§ **Data shown**:
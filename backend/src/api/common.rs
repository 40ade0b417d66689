//! Shared plumbing for API handlers.
//!
//! Provides the response envelope, conversion of service-layer errors into
//! HTTP responses, pagination helpers for list endpoints and parsing of the
//! `If-Unmodified-Since` precondition header.
//!
//! # Response Format
//! All errors return consistent JSON responses containing:
//! - `message`: Human-readable message
//! - `error.error_type`: Machine-readable error category
//! - `error.details`: Optional field-specific validation errors
//!
//! Paginated responses include:
//! - `pagination`: Metadata about current page, total items, etc.
//!
//! # Error Handling Flow
//! 1. Service layer returns domain-specific `ServiceError`
//! 2. `service_error_to_http` converts to appropriate HTTP response
//! 3. Validation errors are automatically formatted with field details

use crate::errors::ServiceError;
use crate::services::UnmodifiedSince;
use axum::http::{HeaderMap, StatusCode, header::IF_UNMODIFIED_SINCE};
use chrono::{DateTime, Utc};
use serde::{Deserialize, Serialize};
use validator::Validate;

/// Standard API response wrapper for all endpoints
#[derive(Debug, Serialize, Deserialize)]
pub struct ApiResponse<T> {
    /// Indicates if the request was successful
    pub success: bool,
    /// Response data (present on success)
    #[serde(skip_serializing_if = "Option::is_none")]
    pub data: Option<T>,
    /// Human-readable message
    pub message: String,
    /// Error details (present on failure)
    #[serde(skip_serializing_if = "Option::is_none")]
    pub error: Option<ErrorDetails>,
    /// Pagination metadata (present for paginated responses)
    #[serde(skip_serializing_if = "Option::is_none")]
    pub pagination: Option<PaginationMeta>,
    /// Request timestamp
    pub timestamp: String,
}
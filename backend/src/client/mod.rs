//! Client side of the HomeStock session protocol.
//!
//! `ApiClient` talks to the REST API over a cookie-carrying HTTP client,
//! `SessionHandle` tracks whether the user is signed in, and
//! `OptimisticController` keeps a local item mirror ahead of the server.

pub mod api;
pub mod error;
pub mod optimistic;
pub mod session;

pub use api::ApiClient;
pub use error::{ClientError, ClientResult, ErrorKind};
pub use optimistic::{InventoryRemote, Mutation, OptimisticController};
pub use session::{SessionEvent, SessionHandle, SessionState};
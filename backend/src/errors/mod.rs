//! Global application error types and handlers.
//!
//! This module defines custom error types that are used across the entire
//! backend application and provides mechanisms for consistent error handling
//! and response formatting.

use thiserror::Error;

/// Reasons a session token was rejected.
///
/// These never reach the caller: the API boundary collapses all of them into
/// a single unauthenticated response. They are kept apart for logging.
#[derive(Debug, Clone, Copy, PartialEq, Eq, Error)]
pub enum TokenError {
    /// Missing, malformed or badly signed token.
    #[error("invalid token")]
    Invalid,
    /// Signature is fine but the token is past its expiry.
    #[error("expired token")]
    Expired,
    /// Signature and expiry are fine but the token was revoked.
    #[error("revoked token")]
    Revoked,
}

/// Generic service error that can be used across all entities
#[derive(Debug, Error)]
pub enum ServiceError {
    #[error("Validation error: {message}")]
    Validation { message: String },

    #[error("{entity} not found: {identifier}")]
    NotFound { entity: String, identifier: String },

    #[error("{entity} already exists: {identifier}")]
    AlreadyExists { entity: String, identifier: String },

    #[error("Permission denied: {message}")]
    PermissionDenied { message: String },

    #[error("Invalid operation: {message}")]
    InvalidOperation { message: String },

    #[error("Invalid username or password")]
    InvalidCredentials,

    /// Collapses every token failure; `reason` is only used for logging.
    #[error("Not authenticated ({reason})")]
    Unauthenticated { reason: TokenError },

    #[error("{entity} {identifier} has been modified since the provided timestamp")]
    PreconditionFailed { entity: String, identifier: String },

    #[error("Too many requests, retry after {retry_after_secs}s")]
    RateLimited { retry_after_secs: u64 },

    #[error("Database error: {source}")]
    Database {
        #[from]
        source: anyhow::Error,
    },

    #[error("Internal error: {message}")]
    InternalError { message: String },
}

pub type ServiceResult<T> = Result<T, ServiceError>;

impl ServiceError {
    // Helper constructors for common patterns

    pub fn validation(message: impl Into<String>) -> Self {
        Self::Validation {
            message: message.into(),
        }
    }

    pub fn not_found(entity: impl Into<String>, identifier: impl ToString) -> Self {
        Self::NotFound {
            entity: entity.into(),
            identifier: identifier.to_string(),
        }
    }

    pub fn already_exists(entity: impl Into<String>, identifier: impl ToString) -> Self {
        Self::AlreadyExists {
            entity: entity.into(),
            identifier: identifier.to_string(),
        }
    }

    pub fn permission_denied(message: impl Into<String>) -> Self {
        Self::PermissionDenied {
            message: message.into(),
        }
    }

    pub fn invalid_operation(message: impl Into<String>) -> Self {
        Self::InvalidOperation {
            message: message.into(),
        }
    }

    pub fn precondition_failed(entity: impl Into<String>, identifier: impl ToString) -> Self {
        Self::PreconditionFailed {
            entity: entity.into(),
            identifier: identifier.to_string(),
        }
    }

    pub fn internal_error(message: impl Into<String>) -> Self {
        Self::InternalError {
            message: message.into(),
        }
    }

    /// Maps a repository error to `AlreadyExists` when it is a unique constraint
    /// violation, otherwise keeps it as a database error.
    pub fn from_write(
        error: anyhow::Error,
        entity: impl Into<String>,
        identifier: impl ToString,
    ) -> Self {
        let unique_violation = error
            .downcast_ref::<sqlx::Error>()
            .and_then(|e| e.as_database_error())
            .is_some_and(|db| db.is_unique_violation());

        if unique_violation {
            Self::already_exists(entity, identifier)
        } else {
            Self::Database { source: error }
        }
    }
}

impl From<TokenError> for ServiceError {
    fn from(reason: TokenError) -> Self {
        ServiceError::Unauthenticated { reason }
    }
}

§ **Description of the task**: Copy all lines of the material above where the string "that" occurs.

§ **Worked solution**:
//! This module defines custom error types that are used across the entire
/// Generic service error that can be used across all entities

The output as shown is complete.